Saved data entries:
##############################
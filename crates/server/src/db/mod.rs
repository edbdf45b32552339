//! Database operations for the CRM `SQLite` database.
//!
//! ## Tables
//!
//! - `users` - Staff accounts (admin / manager / user)
//! - `webshops` - Tenants
//! - `customers`, `customer_interactions` - CRM records and contact log
//! - `products` - Catalogue with purchase/selling prices and package dimensions
//! - `orders`, `order_items` - Orders and their lines
//! - `shipping_rules`, `tax_rules` - Per-country pricing rules
//! - `fixed_costs` - Recurring business costs
//! - `ad_campaigns`, `ad_metrics` - Advertising spend and results
//! - `profit_analysis` - Stored profit snapshots
//! - `email_logs` - Outbound email history
//! - `api_settings` - Integration credentials managed through the API
//! - `shipping_tracking` - Carrier labels per order
//! - `subscription_plans`, `subscriptions` - Plan catalogue and one subscription per webshop
//! - `user_webshop_access` - Staff members of a webshop
//! - `payment_providers`, `payments` - Payment records (schema only)
//!
//! # Migrations
//!
//! Migrations are stored in `crates/server/migrations/` and embedded in the
//! binary. They run on startup unless `CRM_AUTO_MIGRATE=false`, or explicitly:
//! ```bash
//! cargo run -p webshop-crm-cli -- migrate
//! ```

pub mod advertising;
pub mod analytics;
pub mod api_settings;
pub mod costs;
pub mod customers;
pub mod email_logs;
pub mod orders;
pub mod products;
pub mod profit;
pub mod shipping;
pub mod tracking;
pub mod users;
pub mod webshops;

use std::str::FromStr;
use std::time::Duration;

use secrecy::{ExposeSecret, SecretString};
use sqlx::{QueryBuilder, Sqlite, SqlitePool};
use sqlx::sqlite::{SqliteConnectOptions, SqlitePoolOptions};
use thiserror::Error;

pub use advertising::AdvertisingRepository;
pub use analytics::AnalyticsRepository;
pub use api_settings::ApiSettingsRepository;
pub use costs::FixedCostRepository;
pub use customers::CustomerRepository;
pub use email_logs::EmailLogRepository;
pub use orders::OrderRepository;
pub use products::ProductRepository;
pub use profit::ProfitRepository;
pub use shipping::ShippingRepository;
pub use tracking::TrackingRepository;
pub use users::UserRepository;
pub use webshops::WebshopRepository;

/// Errors that can occur during repository operations.
#[derive(Debug, Error)]
pub enum RepositoryError {
    /// Database error from sqlx.
    #[error("database error: {0}")]
    Database(#[from] sqlx::Error),

    /// Data in the database is corrupted or invalid.
    #[error("data corruption: {0}")]
    DataCorruption(String),

    /// Requested entity was not found.
    #[error("not found")]
    NotFound,

    /// Constraint violation (e.g., unique email).
    #[error("{0}")]
    Conflict(String),
}

/// Map a unique-constraint violation to `Conflict(message)`, anything else to
/// `Database`.
pub(crate) fn conflict_on_unique(e: sqlx::Error, message: &str) -> RepositoryError {
    if let sqlx::Error::Database(ref db_err) = e
        && db_err.is_unique_violation()
    {
        return RepositoryError::Conflict(message.to_string());
    }
    RepositoryError::Database(e)
}

/// Append `, column = ?` to an `UPDATE ... SET` builder when a value is given.
pub(crate) fn push_set<'args, T>(
    qb: &mut QueryBuilder<'args, Sqlite>,
    column: &str,
    value: Option<T>,
) where
    T: 'args + sqlx::Encode<'args, Sqlite> + sqlx::Type<Sqlite>,
{
    if let Some(value) = value {
        qb.push(", ").push(column).push(" = ").push_bind(value);
    }
}

/// Parse a TEXT enum column, reporting bad values as data corruption.
pub(crate) fn parse_column<T: FromStr<Err = String>>(value: &str) -> Result<T, RepositoryError> {
    value.parse().map_err(RepositoryError::DataCorruption)
}

/// `SQLite` modifier for "N days ago", e.g. `-30 days`.
pub(crate) fn days_ago(days: i64) -> String {
    format!("-{days} days")
}

/// Create a `SQLite` connection pool with sensible defaults.
///
/// The database file is created if missing and foreign keys are enforced on
/// every connection.
///
/// # Errors
///
/// Returns `sqlx::Error` if the URL is invalid or the database cannot be opened.
pub async fn create_pool(database_url: &SecretString) -> Result<SqlitePool, sqlx::Error> {
    let options = SqliteConnectOptions::from_str(database_url.expose_secret())?
        .create_if_missing(true)
        .foreign_keys(true);

    SqlitePoolOptions::new()
        .max_connections(10)
        .min_connections(1)
        .acquire_timeout(Duration::from_secs(10))
        .connect_with(options)
        .await
}

/// Create a single-connection in-memory database.
///
/// Every pooled connection to `:memory:` would be a separate database, so the
/// pool is pinned to one connection that is never recycled.
///
/// # Errors
///
/// Returns `sqlx::Error` if `SQLite` cannot be opened.
pub async fn create_memory_pool() -> Result<SqlitePool, sqlx::Error> {
    let options = SqliteConnectOptions::from_str("sqlite::memory:")?.foreign_keys(true);

    SqlitePoolOptions::new()
        .max_connections(1)
        .min_connections(1)
        .idle_timeout(None)
        .max_lifetime(None)
        .connect_with(options)
        .await
}

/// Apply the embedded migrations.
///
/// # Errors
///
/// Returns `sqlx::migrate::MigrateError` if a migration fails or the applied
/// history diverges from the embedded set.
pub async fn run_migrations(pool: &SqlitePool) -> Result<(), sqlx::migrate::MigrateError> {
    sqlx::migrate!("./migrations").run(pool).await
}
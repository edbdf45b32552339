//! Staff authentication routes.

use axum::{
    Json, Router,
    extract::State,
    http::StatusCode,
    routing::{get, post, put},
};
use serde::{Deserialize, Serialize};
use tracing::{info, instrument};

use webshop_crm_core::UserRole;

use crate::{
    db::UserRepository,
    error::{AppError, Validator},
    middleware::RequireStaff,
    models::User,
    services::{StaffAuthService, auth::StaffRegistration},
    state::AppState,
};

use super::{JsonBody, MessageResponse};

pub fn router() -> Router<AppState> {
    Router::new()
        .route("/register", post(register))
        .route("/login", post(login))
        .route("/profile", get(profile))
        .route("/change-password", put(change_password))
}

#[derive(Debug, Deserialize)]
pub struct RegisterRequest {
    pub email: String,
    pub password: String,
    pub first_name: String,
    pub last_name: String,
}

#[derive(Debug, Serialize)]
pub struct RegisterResponse {
    pub message: &'static str,
    pub token: String,
    pub user: User,
}

#[derive(Debug, Deserialize)]
pub struct LoginRequest {
    pub email: String,
    pub password: String,
}

#[derive(Debug, Serialize)]
pub struct LoginResponse {
    pub token: String,
    pub user: User,
}

#[derive(Debug, Serialize)]
pub struct ProfileResponse {
    pub user: User,
}

#[derive(Debug, Deserialize)]
pub struct ChangePasswordRequest {
    pub current_password: String,
    pub new_password: String,
}

/// Self-service staff registration. New accounts always get role `user`.
#[instrument(skip(state, body), fields(email = %body.email))]
async fn register(
    State(state): State<AppState>,
    JsonBody(body): JsonBody<RegisterRequest>,
) -> Result<(StatusCode, Json<RegisterResponse>), AppError> {
    Validator::new()
        .required(&body.first_name, "first_name")
        .required(&body.last_name, "last_name")
        .finish()?;

    let (user, token) = StaffAuthService::new(state.pool(), state.keys())
        .register(&StaffRegistration {
            email: &body.email,
            password: &body.password,
            first_name: &body.first_name,
            last_name: &body.last_name,
            role: UserRole::User,
        })
        .await?;

    info!(user_id = %user.id, "Staff user registered");
    Ok((
        StatusCode::CREATED,
        Json(RegisterResponse {
            message: "User registered successfully",
            token,
            user,
        }),
    ))
}

#[instrument(skip(state, body), fields(email = %body.email))]
async fn login(
    State(state): State<AppState>,
    JsonBody(body): JsonBody<LoginRequest>,
) -> Result<Json<LoginResponse>, AppError> {
    let (user, token) = StaffAuthService::new(state.pool(), state.keys())
        .login(&body.email, &body.password)
        .await?;

    info!(user_id = %user.id, "Staff user logged in");
    Ok(Json(LoginResponse { token, user }))
}

#[instrument(skip_all, fields(user_id = %current.id))]
async fn profile(
    RequireStaff(current): RequireStaff,
    State(state): State<AppState>,
) -> Result<Json<ProfileResponse>, AppError> {
    let user = UserRepository::new(state.pool())
        .get_by_id(current.id)
        .await?
        .ok_or_else(|| AppError::NotFound("User".to_string()))?;

    Ok(Json(ProfileResponse { user }))
}

#[instrument(skip_all, fields(user_id = %current.id))]
async fn change_password(
    RequireStaff(current): RequireStaff,
    State(state): State<AppState>,
    JsonBody(body): JsonBody<ChangePasswordRequest>,
) -> Result<Json<MessageResponse>, AppError> {
    StaffAuthService::new(state.pool(), state.keys())
        .change_password(current.id, &body.current_password, &body.new_password)
        .await?;

    info!(user_id = %current.id, "Staff password changed");
    Ok(Json(MessageResponse::new("Password changed successfully")))
}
##############################
Exercise: Word for word, restate the data above from its first line down to and including the line with "and contact log".

Response to this exercise:
filename crates/server/src/db/mod.rs
repository edbdf45b32552339
//! Database operations for the CRM `SQLite` database.
//!
//! ## Tables
//!
//! - `users` - Staff accounts (admin / manager / user)
//! - `webshops` - Tenants
//! - `customers`, `customer_interactions` - CRM records and contact log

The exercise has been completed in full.